Giallo suicidio militare a Kabul, 6 indagati per truffa

Il capitano Marco Callegaro a Kabul
Il capitano Marco Callegaro a Kabul
Il capitano Marco Callegaro a Kabul

ROMA. – “Ho sempre immaginato che ci fosse qualcosa sotto perché mio figlio mi aveva detto per telefono e per iscritto che stavano facendo qualcosa che non andava. Truffe, inutile girarci attorno”. Marino Callegaro è il padre di Marco, capitano dell’Esercito, morto ufficialmente suicida a Kabul nella notte tra il 24 e il 25 luglio 2010.

Proprio partendo da quello ‘strano’ suicidio, la procura militare di Roma ha scoperto una truffa incentrata sulla blindatura – risultata più leggera (e meno cara) di quella pattuita – dei veicoli civili destinati ai militari di vertice e alle personalità in visita al contingente italiano: sei gli ufficiali ai quali è stato recapitato un avviso di conclusione indagini per il reato di truffa aggravata militare.

Una truffa volta a far risparmiare illecitamente la ditta afgana noleggiatrice dei blindati, il cui titolare è indicato dagli inquirenti come “vicino agli ambienti del terrorismo internazionale – e che sarebbe potuta costare cara a chi viaggiava su quei mezzi, che avrebbero resistito meno del previsto di fronte a un attentato.

In particolare, i 6 ufficiali indagati avrebbero taciuto il dato della difformità del livello di blindatura di tre veicoli destinati al generale Italian Senior Officer, cioè l’ufficiale italiano più alto in grado in Afghanistan, rispetto alle caratteristiche fissate nel contratto. L’intera pratica – corredata da un certificato di blindatura contraffatto – venne curata dagli uffici amministrativi di Kabul dove il militare suicida lavorava.

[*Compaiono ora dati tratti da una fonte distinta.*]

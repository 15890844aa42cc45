use serde::Serialize;
use sqlx::FromRow;
use time::OffsetDateTime;
use uuid::Uuid;

/// アカウントごとの認証情報レコード
///
/// # Invariant
/// `two_factor_secret` と `backup_codes` は `two_factor_enabled = true` のときのみ
/// 値を持つ。有効化・無効化フローが3カラムを同一ステートメントで更新することで
/// この不変条件を保つ。シークレット平文は一切永続化しない。
#[derive(Debug, Clone, FromRow, Serialize)]
pub struct User {
    pub id: Uuid,
    pub email: String,
    pub name: String,
    pub role: String,
    #[serde(skip)]
    pub password_hash: Option<String>,
    pub two_factor_enabled: bool,
    /// AES-256-GCM 暗号文（base64ブロブ）
    #[serde(skip)]
    pub two_factor_secret: Option<String>,
    /// バックアップコードの argon2 ハッシュ（各コード独立ソルト）
    #[serde(skip)]
    pub backup_codes: Option<Vec<String>>,
    pub created_at: OffsetDateTime,
    pub updated_at: OffsetDateTime,
}
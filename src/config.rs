use secrecy::SecretBox;
use serde::Deserialize;

#[derive(Debug, Deserialize)]
pub struct Config {
    pub database_url: SecretBox<String>,
    #[serde(default = "default_host")]
    pub host: String,
    #[serde(default = "default_port")]
    pub port: u16,

    // 2FA (TOTP) 設定
    /// TOTP発行者名（認証アプリに表示される）
    pub totp_issuer: String,

    // シークレット暗号化設定
    /// TOTPシークレット暗号化用マスターキー（32文字以上）
    pub encryption_master_key: SecretBox<String>,
    /// 鍵導出（PBKDF2-HMAC-SHA256）のイテレーション回数
    #[serde(default = "default_kdf_iterations")]
    pub kdf_iterations: u32,

    // レート制限設定
    /// 期限切れレコード掃除タスクの実行間隔（秒）
    #[serde(default = "default_rate_limit_sweep_interval_secs")]
    pub rate_limit_sweep_interval_secs: u64,
}

const DEFAULT_HOST: &str = "0.0.0.0";
const DEFAULT_PORT: u16 = 3000;
const DEFAULT_KDF_ITERATIONS: u32 = 100_000;
const DEFAULT_RATE_LIMIT_SWEEP_INTERVAL_SECS: u64 = 300;

fn default_host() -> String {
    DEFAULT_HOST.to_string()
}

fn default_port() -> u16 {
    DEFAULT_PORT
}

fn default_kdf_iterations() -> u32 {
    DEFAULT_KDF_ITERATIONS
}

fn default_rate_limit_sweep_interval_secs() -> u64 {
    DEFAULT_RATE_LIMIT_SWEEP_INTERVAL_SECS
}

impl Config {
    pub fn load() -> Result<Self, envy::Error> {
        envy::from_env()
    }
}
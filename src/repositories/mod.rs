pub mod audit;
pub mod user;

pub use audit::{AuditLogRepository, AuditStore};
pub use user::{CredentialStore, UserRepository};
impl AuthService {
    pub fn new(
        users: Arc<dyn CredentialStore>,
        totp: TotpService,
        cipher: SecretCipher,
        rate_limiter: Arc<RateLimiter>,
        audit: AuditLogger,
    ) -> Self {
        Self {
            users,
            totp,
            cipher,
            rate_limiter,
            audit,
        }
    }

    /// ログイン試行を判定
    ///
    /// 状態遷移:
    /// 1. レート制限（IPキー・メールキーの両方、どちらかの拒否で即拒否）
    /// 2. ユーザー検索（不在でもダミー照合でタイミングを揃える）
    /// 3. パスワード照合
    /// 4. 2FA有効なら TOTP またはバックアップコードを検証
    /// 5. 成功時はレート制限をリセットし login_success を監査記録
    pub async fn authenticate(
        &self,
        attempt: LoginAttempt,
        client: ClientInfo,
    ) -> Result<LoginOutcome, AppError> {
        let email = attempt.email.trim().to_lowercase();
        let ip = client.ip_address.as_deref().unwrap_or("unknown");
        let ip_key = format!("login:ip:{ip}");
        let email_key = format!("login:email:{email}");

        // 拒否されたリクエストはパスワードハッシュに一切触れない
        self.enforce_rate_limit(&[&ip_key, &email_key], &presets::LOGIN)?;

        let Some(user) = self.users.find_by_email(&email).await? else {
            self.equalize_timing(&attempt.password).await;
            self.audit_login_failed(
                AuditActor::system(),
                &client,
                json!({ "email": email, "stage": "lookup" }),
            )
            .await;
            return Err(invalid_credentials());
        };

        let Some(password_hash) = user.password_hash.clone() else {
            // パスワード未設定アカウントも不在と同じ見え方にする
            self.equalize_timing(&attempt.password).await;
            self.audit_login_failed(
                AuditActor::from_user(&user),
                &client,
                json!({ "stage": "no_password" }),
            )
            .await;
            return Err(invalid_credentials());
        };

        if !verify_password_off_thread(attempt.password.clone(), password_hash).await? {
            self.audit_login_failed(
                AuditActor::from_user(&user),
                &client,
                json!({ "stage": "password" }),
            )
            .await;
            return Err(invalid_credentials());
        }

        if user.two_factor_enabled {
            if let Some(code) = &attempt.totp_code {
                self.verify_totp_login(&user, code, &client).await?;
            } else if let Some(backup_code) = &attempt.backup_code {
                self.consume_backup_code_login(&user, backup_code, &client)
                    .await?;
            } else {
                // パスワード検証済みの場合のみ到達する、区別可能な唯一の拒否
                return Ok(LoginOutcome::SecondFactorRequired);
            }
        }

        // 認証成功で過去の失敗を赦す
        self.rate_limiter.reset(&ip_key);
        self.rate_limiter.reset(&email_key);

        self.audit
            .record(
                NewAuditEntry::new(
                    AuditActor::from_user(&user),
                    AuditAction::LoginSuccess,
                    AuditSeverity::Info,
                )
                .resource("user", Some(user.id.to_string()))
                .client(&client),
            )
            .await;

        Ok(LoginOutcome::Allowed(user))
    }

    /// 2FA登録の開始: シークレット・URI・QR・バックアップコードを生成して返す
    ///
    /// この段階では何も永続化しない。クライアントがコードを提示できることを
    /// `confirm_second_factor` で証明して初めて保存する（ロックイン防止）。
    pub async fn setup_second_factor(
        &self,
        user_id: Uuid,
        client: ClientInfo,
    ) -> Result<EnrollmentMaterial, AppError> {
        let setup_key = format!("2fa:setup:{user_id}");
        self.enforce_rate_limit(&[&setup_key], &presets::TWO_FACTOR_SETUP)?;

        let user = self
            .users
            .find_by_id(user_id)
            .await?
            .ok_or_else(|| AppError::Validation("ユーザーが見つかりません".to_string()))?;

        if user.two_factor_enabled {
            return Err(AppError::TotpAlreadyEnabled);
        }

        let secret = TotpService::generate_secret();
        let otpauth_url = self.totp.provisioning_uri(&secret, &user.email)?;
        let qr_code = self.totp.qr_code_base64(&secret, &user.email)?;
        let codes = backup_codes::generate_codes();

        self.audit
            .record(
                NewAuditEntry::new(
                    AuditActor::from_user(&user),
                    AuditAction::TwoFactorSetupInitiated,
                    AuditSeverity::Info,
                )
                .resource("user", Some(user.id.to_string()))
                .client(&client),
            )
            .await;

        Ok(EnrollmentMaterial {
            secret,
            otpauth_url,
            qr_code,
            backup_codes: codes,
        })
    }

    /// 2FA登録の確定: 提示されたシークレットに対するライブコードを再検証し、
    /// 成功した場合のみ暗号化・ハッシュ化して永続化、フラグを有効化する
    pub async fn confirm_second_factor(
        &self,
        user_id: Uuid,
        secret: &str,
        code: &str,
        codes: &[String],
        client: ClientInfo,
    ) -> Result<(), AppError> {
        let verify_key = format!("2fa:verify:{user_id}");
        self.enforce_rate_limit(&[&verify_key], &presets::TWO_FACTOR_VERIFY)?;

        let user = self
            .users
            .find_by_id(user_id)
            .await?
            .ok_or_else(|| AppError::Validation("ユーザーが見つかりません".to_string()))?;

        if user.two_factor_enabled {
            return Err(AppError::TotpAlreadyEnabled);
        }

        if codes.len() != BACKUP_CODE_COUNT {
            return Err(AppError::Validation(format!(
                "バックアップコードは{BACKUP_CODE_COUNT}個必要です"
            )));
        }

        if !self.totp.verify_code(secret, code) {
            self.audit
                .record(
                    NewAuditEntry::new(
                        AuditActor::from_user(&user),
                        AuditAction::TwoFactorVerifyFailed,
                        AuditSeverity::Warning,
                    )
                    .resource("user", Some(user.id.to_string()))
                    .client(&client),
                )
                .await;
            return Err(AppError::TotpInvalid);
        }

        // 暗号化とハッシュ化はどちらもCPUバウンド
        let cipher = self.cipher.clone();
        let secret_owned = secret.to_string();
        let codes_owned = codes.to_vec();
        let (encrypted, hashes) = tokio::task::spawn_blocking(move || {
            let encrypted = cipher.encrypt(&secret_owned)?;
            let hashes = backup_codes::hash_codes(&codes_owned)?;
            Ok::<_, AppError>((encrypted, hashes))
        })
        .await
        .map_err(|e| AppError::Internal(anyhow::anyhow!("crypto task join error: {e}")))??;

        self.users
            .enable_two_factor(user.id, &encrypted, &hashes)
            .await?;

        self.audit
            .record(
                NewAuditEntry::new(
                    AuditActor::from_user(&user),
                    AuditAction::TwoFactorEnabled,
                    AuditSeverity::Info,
                )
                .resource("user", Some(user.id.to_string()))
                .client(&client),
            )
            .await;

        Ok(())
    }

    /// 2FAの無効化。アクティブなセッションだけでは不十分で、
    /// 現在のパスワードの再入力を要求する
    pub async fn disable_second_factor(
        &self,
        user_id: Uuid,
        password: &str,
        client: ClientInfo,
    ) -> Result<(), AppError> {
        let user = self
            .users
            .find_by_id(user_id)
            .await?
            .ok_or_else(|| AppError::Validation("ユーザーが見つかりません".to_string()))?;

        let Some(password_hash) = user.password_hash.clone() else {
            self.equalize_timing(password).await;
            return Err(invalid_credentials());
        };

        if !verify_password_off_thread(password.to_string(), password_hash).await? {
            self.audit
                .record(
                    NewAuditEntry::new(
                        AuditActor::from_user(&user),
                        AuditAction::TwoFactorDisableFailed,
                        AuditSeverity::Warning,
                    )
                    .resource("user", Some(user.id.to_string()))
                    .details(json!({ "stage": "password" }))
                    .client(&client),
                )
                .await;
            return Err(invalid_credentials());
        }

        if !user.two_factor_enabled {
            return Err(AppError::TotpNotEnabled);
        }

        self.users.disable_two_factor(user.id).await?;

        self.audit
            .record(
                NewAuditEntry::new(
                    AuditActor::from_user(&user),
                    AuditAction::TwoFactorDisabled,
                    AuditSeverity::Warning,
                )
                .resource("user", Some(user.id.to_string()))
                .client(&client),
            )
            .await;

        Ok(())
    }

    /// 複数キーのレート制限を合成判定（どれか1つの拒否で全体を拒否）
    fn enforce_rate_limit(
        &self,
        keys: &[&str],
        policy: &crate::services::rate_limit::RatePolicy,
    ) -> Result<(), AppError> {
        let now = OffsetDateTime::now_utc();
        let mut retry_after: Option<i64> = None;

        for key in keys {
            let verdict = self.rate_limiter.check(key, policy);
            if !verdict.allowed {
                // 最も厳しい（遅い）解除時刻を採用
                let until = verdict.blocked_until.unwrap_or(verdict.reset_at);
                let secs = (until - now).whole_seconds().max(0);
                retry_after = Some(retry_after.map_or(secs, |prev| prev.max(secs)));
            }
        }

        match retry_after {
            Some(retry_after_secs) => Err(AppError::RateLimited { retry_after_secs }),
            None => Ok(()),
        }
    }

    /// ログイン時のTOTP検証
    async fn verify_totp_login(
        &self,
        user: &User,
        code: &str,
        client: &ClientInfo,
    ) -> Result<(), AppError> {
        let secret = self.decrypt_stored_secret(user, client).await?;

        if !self.totp.verify_code(&secret, code) {
            self.audit_login_failed(
                AuditActor::from_user(user),
                client,
                json!({ "stage": "totp" }),
            )
            .await;
            return Err(invalid_credentials());
        }

        Ok(())
    }

    /// ログイン時のバックアップコード消費
    ///
    /// 一致したコードは compare-and-set で即座にリストから削除する。
    /// 同じコードを同時に使う2リクエストのうち成功できるのは最大1つ。
    async fn consume_backup_code_login(
        &self,
        user: &User,
        candidate: &str,
        client: &ClientInfo,
    ) -> Result<(), AppError> {
        let Some(hashes) = user.backup_codes.clone() else {
            return self.integrity_failure(user, client, "backup codes missing").await;
        };

        let scan_hashes = hashes.clone();
        let candidate_owned = candidate.to_string();
        let index = tokio::task::spawn_blocking(move || {
            backup_codes::consume_code(&scan_hashes, &candidate_owned)
        })
        .await
        .map_err(|e| AppError::Internal(anyhow::anyhow!("hash task join error: {e}")))?;

        let Some(index) = index else {
            self.audit_login_failed(
                AuditActor::from_user(user),
                client,
                json!({ "stage": "backup_code" }),
            )
            .await;
            return Err(invalid_credentials());
        };

        let removed = self.users.remove_backup_code(user.id, &hashes, index).await?;
        if !removed {
            // CAS失敗 = 同一コードの同時使用に負けた
            self.audit_login_failed(
                AuditActor::from_user(user),
                client,
                json!({ "stage": "backup_code_conflict" }),
            )
            .await;
            return Err(invalid_credentials());
        }

        self.audit
            .record(
                NewAuditEntry::new(
                    AuditActor::from_user(user),
                    AuditAction::BackupCodeUsed,
                    AuditSeverity::Warning,
                )
                .resource("user", Some(user.id.to_string()))
                .details(json!({ "remaining": hashes.len() - 1 }))
                .client(client),
            )
            .await;

        Ok(())
    }

    /// 保存済みシークレットの復号。失敗はフェイルクローズド
    async fn decrypt_stored_secret(
        &self,
        user: &User,
        client: &ClientInfo,
    ) -> Result<String, AppError> {
        let Some(encrypted) = user.two_factor_secret.clone() else {
            return self.integrity_failure(user, client, "secret missing").await;
        };

        let cipher = self.cipher.clone();
        let result = tokio::task::spawn_blocking(move || cipher.decrypt(&encrypted))
            .await
            .map_err(|e| AppError::Internal(anyhow::anyhow!("kdf task join error: {e}")))?;

        match result {
            Ok(secret) => Ok(secret),
            Err(AppError::Integrity(e)) => {
                // 改ざん・破損の疑い。偽の「有効」判定に倒してはならない
                self.audit
                    .record(
                        NewAuditEntry::new(
                            AuditActor::from_user(user),
                            AuditAction::LoginFailed,
                            AuditSeverity::Critical,
                        )
                        .resource("user", Some(user.id.to_string()))
                        .details(json!({ "stage": "secret_integrity" }))
                        .client(client),
                    )
                    .await;
                Err(AppError::Integrity(e))
            }
            Err(e) => Err(e),
        }
    }

    /// 不変条件違反（enabled なのに必須フィールドがない）を critical で記録
    async fn integrity_failure<T>(
        &self,
        user: &User,
        client: &ClientInfo,
        detail: &str,
    ) -> Result<T, AppError> {
        self.audit
            .record(
                NewAuditEntry::new(
                    AuditActor::from_user(user),
                    AuditAction::LoginFailed,
                    AuditSeverity::Critical,
                )
                .resource("user", Some(user.id.to_string()))
                .details(json!({ "stage": "invariant", "detail": detail }))
                .client(client),
            )
            .await;
        Err(AppError::Integrity(anyhow::anyhow!(
            "credential invariant violated: {detail}"
        )))
    }

    /// ユーザー不在・パスワード未設定でもダミー照合を実行し応答時間を揃える
    async fn equalize_timing(&self, password: &str) {
        let password = password.to_string();
        let _ = tokio::task::spawn_blocking(move || verify_password(&password, DUMMY_HASH)).await;
    }

    async fn audit_login_failed(
        &self,
        actor: AuditActor,
        client: &ClientInfo,
        details: serde_json::Value,
    ) {
        let resource_id = actor.user_id.map(|id| id.to_string());
        self.audit
            .record(
                NewAuditEntry::new(actor, AuditAction::LoginFailed, AuditSeverity::Warning)
                    .resource("user", resource_id)
                    .details(details)
                    .client(client),
            )
            .await;
    }
}
use async_trait::async_trait;
use sqlx::{PgPool, QueryBuilder};
use time::OffsetDateTime;

use crate::models::{AuditEntry, AuditFilter, NewAuditEntry};

/// 監査ログストアの抽象
///
/// 追記と検索のみ。UPDATE / DELETE は存在しない（追記専用）。
#[async_trait]
pub trait AuditStore: Send + Sync {
    async fn append(&self, entry: NewAuditEntry) -> Result<(), sqlx::Error>;

    /// フィルター検索（新しい順、offset/limit ページング）
    async fn query(&self, filter: &AuditFilter) -> Result<Vec<AuditEntry>, sqlx::Error>;

    /// 指定時刻以降の全エントリ（異常検知の集計用）
    async fn entries_since(&self, cutoff: OffsetDateTime) -> Result<Vec<AuditEntry>, sqlx::Error>;
}

#[derive(Clone)]
pub struct AuditLogRepository {
    pool: PgPool,
}

impl AuditLogRepository {
    pub fn new(pool: PgPool) -> Self {
        Self { pool }
    }
}

#[async_trait]
impl AuditStore for AuditLogRepository {
    async fn append(&self, entry: NewAuditEntry) -> Result<(), sqlx::Error> {
        sqlx::query(
            r#"
            INSERT INTO audit_logs
                (actor_id, actor_email, actor_name, actor_role, action,
                 resource_type, resource_id, details, ip_address, user_agent, severity)
            VALUES ($1, $2, $3, $4, $5, $6, $7, $8, $9, $10, $11)
            "#,
        )
        .bind(entry.actor.user_id)
        .bind(&entry.actor.email)
        .bind(&entry.actor.name)
        .bind(&entry.actor.role)
        .bind(entry.action.as_str())
        .bind(&entry.resource_type)
        .bind(&entry.resource_id)
        .bind(&entry.details)
        .bind(&entry.ip_address)
        .bind(&entry.user_agent)
        .bind(entry.severity.as_str())
        .execute(&self.pool)
        .await?;

        Ok(())
    }

    async fn query(&self, filter: &AuditFilter) -> Result<Vec<AuditEntry>, sqlx::Error> {
        let mut builder = QueryBuilder::new(
            "SELECT id, created_at, actor_id, actor_email, actor_name, actor_role, \
             action, resource_type, resource_id, details, ip_address, user_agent, severity \
             FROM audit_logs WHERE 1=1",
        );

        if let Some(actor_email) = &filter.actor_email {
            builder.push(" AND actor_email = ").push_bind(actor_email);
        }
        if let Some(action) = filter.action {
            builder.push(" AND action = ").push_bind(action.as_str());
        }
        if let Some(resource_type) = &filter.resource_type {
            builder.push(" AND resource_type = ").push_bind(resource_type);
        }
        if let Some(resource_id) = &filter.resource_id {
            builder.push(" AND resource_id = ").push_bind(resource_id);
        }
        if let Some(severity) = filter.severity {
            builder.push(" AND severity = ").push_bind(severity.as_str());
        }
        if let Some(from) = filter.from {
            builder.push(" AND created_at >= ").push_bind(from);
        }
        if let Some(to) = filter.to {
            builder.push(" AND created_at <= ").push_bind(to);
        }

        builder.push(" ORDER BY created_at DESC");
        builder.push(" LIMIT ").push_bind(filter.limit);
        builder.push(" OFFSET ").push_bind(filter.offset);

        builder
            .build_query_as::<AuditEntry>()
            .fetch_all(&self.pool)
            .await
    }

    async fn entries_since(&self, cutoff: OffsetDateTime) -> Result<Vec<AuditEntry>, sqlx::Error> {
        sqlx::query_as::<_, AuditEntry>(
            r#"
            SELECT id, created_at, actor_id, actor_email, actor_name, actor_role,
                   action, resource_type, resource_id, details, ip_address, user_agent, severity
            FROM audit_logs
            WHERE created_at >= $1
            ORDER BY created_at DESC
            "#,
        )
        .bind(cutoff)
        .fetch_all(&self.pool)
        .await
    }
}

Il capitano Marco Callegaro – 37 anni, originario della provincia di Rovigo ma residente a Bologna, moglie e due figli – venne trovato morto nel suo ufficio all’aeroporto di Kabul ucciso da un colpo di pistola. Era da poco tornato da una licenza in Italia. Il fatto è stato archiviato come suicidio, anche se i genitori del militare – che prestava servizio come capo cellula amministrativa del comando ‘Italfor Kabul’ – hanno più volte sollevato dubbi sulla sua drammatica fine.

A loro avviso la morte è in qualche modo da ricondurre a quello che Marco sapeva, alla truffa che aveva scoperto. “Lui con il carattere che aveva – dice oggi il padre – non voleva sorvolare su queste cose, a differenza di come gli avevo consigliato io. Gli dicevo ‘Se gli altri capo cellula fanno i pagamenti falli anche tu, che poi torni a casa’. Lui rispondeva di no e ripeteva che voleva far risparmiare soldi all’Italia”. Gli amici del militare non credono che Marco si sia tolto la vita, e su Facebook chiedono che “venga fuori la verità”. E non ci credono neppure i genitori.

“Ho sempre avuto il dubbio – ripete Marino Callegaro – che il suicidio fosse una messa in scena da parte di qualcuno che aveva qualcosa da nascondere”. E a confortare questa tesi vi sarebbe anche una lettera che il capitano, secondo quanto riferito dal padre, aveva inviato alla Procura di Roma, dicendosi disposto a tornare in Italia per farsi ascoltare dai magistrati. “Una lettera a cui nessuno ha mai risposto”.

Le indagini coordinate dal procuratore militare Marco De Paolis e dal sostituto Antonella Masala sono durate anni: centinaia i militari sentiti in Italia e in Afghanistan, a tutti i livelli, 28 i veicoli blindati sequestrati, prelevati e analizzati migliaia di documenti che hanno riempito quattro container.

I magistrati con le stellette si apprestano ora a chiedere il rinvio a giudizio dei sei ufficiali per concorso in truffa militare pluriaggravata, un reato del codice penale militare di pace. Il quale però non prevede altri reati che, secondo gli inquirenti, potrebbero forse meglio descrivere i fatti avvenuti: a cominciare dalla possibile corruzione degli ufficiali coinvolti, la cui condotta illecita sarebbe altrimenti senza apparente movente.

Su questo fronte, così come sulle circostanze della morte di Callegaro, i magistrati con le stellette hanno le mani legate: la competenza ad indagare è della procura ordinaria.